Secretary Imelda Nicolas from the Commission on Filipinow Overseas, presented the Philippines experience in linking migration, remittances and development.The Philippines has been an important source of migrants for more than 200 countries and territories of destination, with an estimated of 10.5 million Filipinos overseas, of which 47% are permanent migrants, 40% are temporary migrants and 13% are irregular migrants, as of 2012.
According to World Bank data, in 2013, the Philippines ranks third globally in terms of remittances receiving US$ 25 billion. Secretary Nicolas shared the Central Bank of the Philippines’ (Bangko Sentral ng Pilipinas or BSP) latest Consumer Expectations Survey (CES) for the first quarter of 2014 which showed that for migrant’s households surveyed, remittances are often used for food, education, medical expenses, debt payments, savings and investments. She also highlighted the increased percentage from last year of migrant’s households who allocated part of the remittances to savings and investments.
Secretary Nicolas reaffirmed the Philippines’ stand with other countries in its advocacy to reduce the cost of remittances.The Central Bank of the Philippines has been in the forefront of this campaign and has undertaken measures to reduce the cost of remittances and to help in mobilizing remittances towards development and productive uses by enhancing transparency and competition to lower remittances charges, expanding and diversifying channels of remittances and exploring low cost options for fund transfer.
Rolando B. Victoria, ASKI Global Ltd. was last to speak. “Basically,” he said, “when you ask ‘what are we doing at ASKI Philippines?’ we answer that we “ASK” the families what they need, and then set out to provide solutions.

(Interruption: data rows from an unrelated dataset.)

//! Property-based tests for stream decoding
//!
//! - Any split of a well-formed object sequence into chunks decodes to the
//!   same events in the same order
//! - Accumulating decoded events yields the markdown of the concatenated
//!   contents, whatever the chunking

use super::normalizer::normalize_chunk;
use super::{StreamEvent, Utf8Carry};
use crate::conversation::{Conversation, Message};
use crate::locale::Language;
use crate::render::markdown_to_html;
use proptest::prelude::*;

/// Content without braces so the `}{` repair never fires inside a string
fn arb_event() -> impl Strategy<Value = StreamEvent> {
    (
        "[a-zA-Z0-9 .,!?*_#>\n-]{0,20}",
        prop_oneof![Just("m1".to_string()), Just("m2".to_string())],
    )
        .prop_map(|(content, message_id)| StreamEvent::new(content, message_id))
}

/// Serialize `events` and split the objects into chunks at `cuts`
fn chunked(events: &[StreamEvent], cuts: &[usize], trailing_comma: bool) -> Vec<String> {
    let mut chunks = Vec::new();
    let mut current = String::new();
    for (i, event) in events.iter().enumerate() {
        current.push_str(&serde_json::to_string(event).unwrap());
        if cuts.contains(&i) {
            if trailing_comma {
                current.push(',');
            }
            chunks.push(std::mem::take(&mut current));
        }
    }
    if !current.is_empty() {
        chunks.push(current);
    }
    chunks
}

proptest! {
    #[test]
    fn prop_chunking_preserves_events(
        events in prop::collection::vec(arb_event(), 1..12),
        cuts in prop::collection::vec(0usize..12, 0..6),
        trailing_comma in any::<bool>(),
    ) {
        let decoded: Vec<StreamEvent> = chunked(&events, &cuts, trailing_comma)
            .iter()
            .flat_map(|chunk| normalize_chunk(chunk).unwrap())
            .collect();
        prop_assert_eq!(decoded, events);
    }

    #[test]
    fn prop_accumulated_answer_is_markdown_of_concatenation(
        events in prop::collection::vec(arb_event(), 1..12),
        cuts in prop::collection::vec(0usize..12, 0..6),
    ) {
        let mut conv = Conversation::new(Language::Pt, None, None);
        conv.start();
        conv.submit("pergunta").unwrap();

        for chunk in chunked(&events, &cuts, false) {
            for event in normalize_chunk(&chunk).unwrap() {
                conv.append(&event);
            }
        }

        let concatenated: String = events.iter().map(|e| e.content.as_str()).collect();
        let answers: Vec<&Message> = conv.messages().iter().skip(2).collect();
        if concatenated.is_empty() {
            prop_assert!(answers.is_empty());
        } else {
            prop_assert_eq!(answers.len(), 1);
            prop_assert_eq!(answers[0].raw_text(), concatenated.as_str());
            prop_assert_eq!(&answers[0].text, &markdown_to_html(&concatenated));
        }
    }

    #[test]
    fn prop_utf8_carry_is_split_invariant(
        text in "[a-zçãéõ€😀 ]{0,40}",
        split in 0usize..200,
    ) {
        let bytes = text.as_bytes();
        let at = split.min(bytes.len());
        let mut carry = Utf8Carry::new();
        let mut out = carry.push(&bytes[..at]);
        out.push_str(&carry.push(&bytes[at..]));
        if let Some(rest) = carry.finish() {
            out.push_str(&rest);
        }
        prop_assert_eq!(out, text);
    }
}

ASKI Global focuses on back to back training for migrant workers and their families in the Philippines, providing entrepreneurship and financial education.”
He went on to describe how the Central Bank of the Philippines supports remittance services by requiring banks to post remittance charges. ASKI has launched an Overseas Filipino Workers (OFW) web portal, adopted measures to improve channels of remittances and encourages banks to offer specialized investment products and services to overseas Filipinos. ASKI has also initiated financial education activities to Filipinos working overseas and their beneficiaries.

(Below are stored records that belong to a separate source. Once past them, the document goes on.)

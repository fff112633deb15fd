//! HTTP transport to the GenesisAI backend
//!
//! The completion body is read one chunk at a time by a spawned task and
//! handed over through a channel of capacity one, so at most one read is in
//! flight ahead of the consumer.

use super::error::ApiError;
use super::types::{
    CompletionRequest, FeedbackRequest, LoginRequest, LoginResponse, RemoteConfig, SpeechRequest,
    TranscriptionResponse,
};
use crate::conversation::Feedback;
use crate::locale::Language;
use crate::stream::Utf8Carry;
use rand::distributions::Alphanumeric;
use rand::Rng;
use reqwest::multipart::{Form, Part};
use reqwest::{Client, RequestBuilder, Response};
use std::sync::{Mutex, PoisonError};
use tokio::sync::mpsc;
use tokio_stream::wrappers::ReceiverStream;

const CONTEXT_KEY_LEN: usize = 32;

/// Raw text pieces of a completion body, in arrival order
pub type ChunkStream = ReceiverStream<Result<String, ApiError>>;

/// Random token scoping a backend conversation
pub fn generate_context_key() -> String {
    rand::thread_rng()
        .sample_iter(&Alphanumeric)
        .take(CONTEXT_KEY_LEN)
        .map(char::from)
        .collect()
}

pub struct ApiClient {
    http: Client,
    api_url: String,
    api_key: String,
    context_key: Mutex<String>,
}

impl ApiClient {
    pub fn new(api_url: impl Into<String>, api_key: impl Into<String>) -> Result<Self, ApiError> {
        let http = Client::builder()
            .build()
            .map_err(|e| ApiError::unknown(format!("Failed to create HTTP client: {e}")))?;
        Ok(Self {
            http,
            api_url: api_url.into(),
            api_key: api_key.into(),
            context_key: Mutex::new(generate_context_key()),
        })
    }

    pub fn context_key(&self) -> String {
        self.context_key
            .lock()
            .unwrap_or_else(PoisonError::into_inner)
            .clone()
    }

    /// Start a new backend conversation context.
    pub fn refresh_context_key(&self) {
        *self.context_key.lock().unwrap_or_else(PoisonError::into_inner) = generate_context_key();
        tracing::debug!("Context key refreshed");
    }

    fn endpoint(&self, path: &str) -> String {
        format!("{}/{path}", self.api_url)
    }

    fn post(&self, path: &str) -> RequestBuilder {
        self.http
            .post(self.endpoint(path))
            .header("api-key", &self.api_key)
    }

    async fn send(request: RequestBuilder) -> Result<Response, ApiError> {
        let response = request
            .send()
            .await
            .map_err(|e| ApiError::from_reqwest(&e))?;

        let status = response.status();
        if !status.is_success() {
            let body = response.text().await.unwrap_or_default();
            tracing::error!(status = status.as_u16(), "Backend request failed");
            return Err(ApiError::from_status(status, &body));
        }
        Ok(response)
    }

    /// Open a completion stream.
    ///
    /// There is no retry and no timeout; a read failure ends the stream with
    /// a single `Err` item.
    pub async fn open_stream(&self, request: &CompletionRequest) -> Result<ChunkStream, ApiError> {
        tracing::info!(
            language = %request.language,
            model = %request.gpt_model,
            prompt_len = request.prompt.len(),
            "Opening completion stream"
        );
        let response = Self::send(
            self.post("genesisai-completions")
                .header("context-key", self.context_key())
                .json(request),
        )
        .await?;

        let (tx, rx) = mpsc::channel(1);
        tokio::spawn(read_body(response, tx));
        Ok(ReceiverStream::new(rx))
    }

    pub async fn send_feedback(&self, message_id: &str, feedback: Feedback) -> Result<(), ApiError> {
        let body = FeedbackRequest {
            message_id: message_id.to_string(),
            feedback,
        };
        Self::send(
            self.post("genesisai-feedback")
                .header("context-key", self.context_key())
                .json(&body),
        )
        .await?;
        tracing::info!(message_id, %feedback, "Feedback sent");
        Ok(())
    }

    /// Transcribe a WAV recording. `None` if nothing was recognized.
    pub async fn transcribe(&self, wav: Vec<u8>, language: Language) -> Result<Option<String>, ApiError> {
        let part = Part::bytes(wav)
            .file_name("recording.wav")
            .mime_str("audio/wav")
            .map_err(|e| ApiError::unknown(format!("Invalid upload: {e}")))?;

        let response = Self::send(
            self.post("genesisai-speech")
                .header("context-key", generate_context_key())
                .header("language", language.speech_code())
                .multipart(Form::new().part("file", part)),
        )
        .await?;

        let body: TranscriptionResponse = response
            .json()
            .await
            .map_err(|e| ApiError::decode(format!("Failed to parse transcription: {e}")))?;
        Ok(body.text.filter(|t| !t.trim().is_empty()))
    }

    /// Synthesize speech for plain text; returns the audio bytes.
    pub async fn text_to_speech(
        &self,
        text: &str,
        language: Language,
        voice_name: Option<&str>,
    ) -> Result<Vec<u8>, ApiError> {
        let body = SpeechRequest {
            text: text.to_string(),
            language: language.speech_code().to_string(),
            voice_name: voice_name.map(String::from),
        };
        let response = Self::send(self.post("genesisai-text-to-speech").json(&body)).await?;
        let audio = response
            .bytes()
            .await
            .map_err(|e| ApiError::network(format!("Failed to read audio: {e}")))?;
        Ok(audio.to_vec())
    }

    pub async fn login(&self, request: &LoginRequest) -> Result<LoginResponse, ApiError> {
        let response = Self::send(self.http.post(self.endpoint("auth/login")).json(request)).await?;
        response
            .json()
            .await
            .map_err(|e| ApiError::decode(format!("Failed to parse login response: {e}")))
    }
}

/// Fetch `{apiUrl, apiKey}` from a configuration origin.
pub async fn fetch_remote_config(config_url: &str) -> Result<RemoteConfig, ApiError> {
    let url = format!("{}/api/config", config_url.trim_end_matches('/'));
    let response = Client::new()
        .get(url)
        .send()
        .await
        .map_err(|e| ApiError::from_reqwest(&e))?;

    let status = response.status();
    if !status.is_success() {
        let body = response.text().await.unwrap_or_default();
        return Err(ApiError::from_status(status, &body));
    }
    response
        .json()
        .await
        .map_err(|e| ApiError::decode(format!("Failed to parse config: {e}")))
}

async fn read_body(mut response: Response, tx: mpsc::Sender<Result<String, ApiError>>) {
    let mut carry = Utf8Carry::new();
    loop {
        match response.chunk().await {
            Ok(Some(bytes)) => {
                tracing::debug!(bytes = bytes.len(), "Stream read");
                let text = carry.push(&bytes);
                if text.is_empty() {
                    continue;
                }
                if tx.send(Ok(text)).await.is_err() {
                    tracing::debug!("Stream consumer gone");
                    return;
                }
            }
            Ok(None) => {
                if let Some(rest) = carry.finish() {
                    let _ = tx.send(Ok(rest)).await;
                }
                tracing::debug!("Stream finished");
                return;
            }
            Err(e) => {
                tracing::error!(error = %e, "Stream read failed");
                let _ = tx
                    .send(Err(ApiError::network(format!("Stream read failed: {e}"))))
                    .await;
                return;
            }
        }
    }
}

The best way to encourage investment of remittances, Victoria said, is to encourage investment in general.
Not only is there a growing demand for remittance services, but migrant workers and their families would also benefit from other financial products and services such as remittance transfers through bank channels rather than sending cash, financial education aimed at proper management of remittance funds, training in entrepreneurship, opportunities for investment and savings, and other measures that optimize financial inclusion for this group.
The challenge for microfinance institutions, commercial banks and government agencies is to develop the programs, products and services to fill this demand. Members of the panel today presented ideas and products that are already starting to impact remittance senders and their households in positive ways. We look forward to further developments.
Professor Albert Chu-Ying Teo, National University of Singapore (NUS), acted as moderator of the session. He was joined by speakers Dr. Nimal Fernando, Associate, The Foundation for Development Cooperation (FDC); Mr. Pedro Tigre de Vasconcelos, Manager, Financing Facility for Remittances, International Fund for Agricultural Development (IFAD); Secretary Imela Nicolas, Commission on Filipinos Overseas; Mr. Rolando B. Victoria, Executive Director, ASKI Philippines & Chairman, Board of Directors, ASKI Global Ltd. Singapore.
ASKI Global Limited facilitated this session. ASKI Global Limited is a non-profit organization serving migrant workers in Singapore. ASKI’s mission is “change the mindset of migrant workers and their families so they become entrepreneurial through back-to-back coaching and training on entrepreneurship and financial literacy.”